Signature matching is the procedure of calculating the expression of a signature in another set of samples. A common practice is to calculate the enrichment of a signature over the ranking of differentially expressed genes in a given phenotype (Subramanian et al. 2005), or along the ranking of gene expression within a single sample (Barbie et al. 2009). But other approaches have been proposed such as the minimum distance to the centroid or the matrix multiplication of the linear coefficients to the gene-level expression (Golub et al. 1999;
Schubert et al. 2018). Signature matching has been useful for drug response prediction, tumour subtype classification, inference of pathway activities and drug repositioning.
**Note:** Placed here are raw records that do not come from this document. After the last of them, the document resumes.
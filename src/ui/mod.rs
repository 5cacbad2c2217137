//! UI-definition tree: tab sets, tabs, fieldsets, and form items.
//!
//! SYSTEM CONTEXT
//! ==============
//! The survey designer stores each form layout as a tree of UI nodes bound to
//! schema definitions by id. `node` defines the base contract every node
//! honors, `containers` the shared tab/item composition, `tab_set` and
//! `fieldset` the composite nodes, `item` the polymorphic leaf items, and
//! `configuration` the root that owns all tab sets and answers lookups.

pub mod configuration;
pub mod containers;
pub mod fieldset;
pub mod item;
pub mod node;
pub mod tab_set;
1.4 Source for large collections of tumour profiles
1.4.1 International cancer consortiums
The Cancer Genome Atlas (TCGA) is a consortium based on the United States that aims to analyze the molecular profile of primary tumours and metastatic tumours at the different molecular layers (genome, transcriptome, epigenome, etc) (Cancer Genome Atlas Research Network et al. 2013). First release included up to ~3400 tumours that belonged to 12 tumour types in 2013, which has been extended to 33 tumour types in the latest releases (2017).
The Genomics Data Common powered by the NCI is the official data portal to download the TCGA data (Grossman et al. 2016).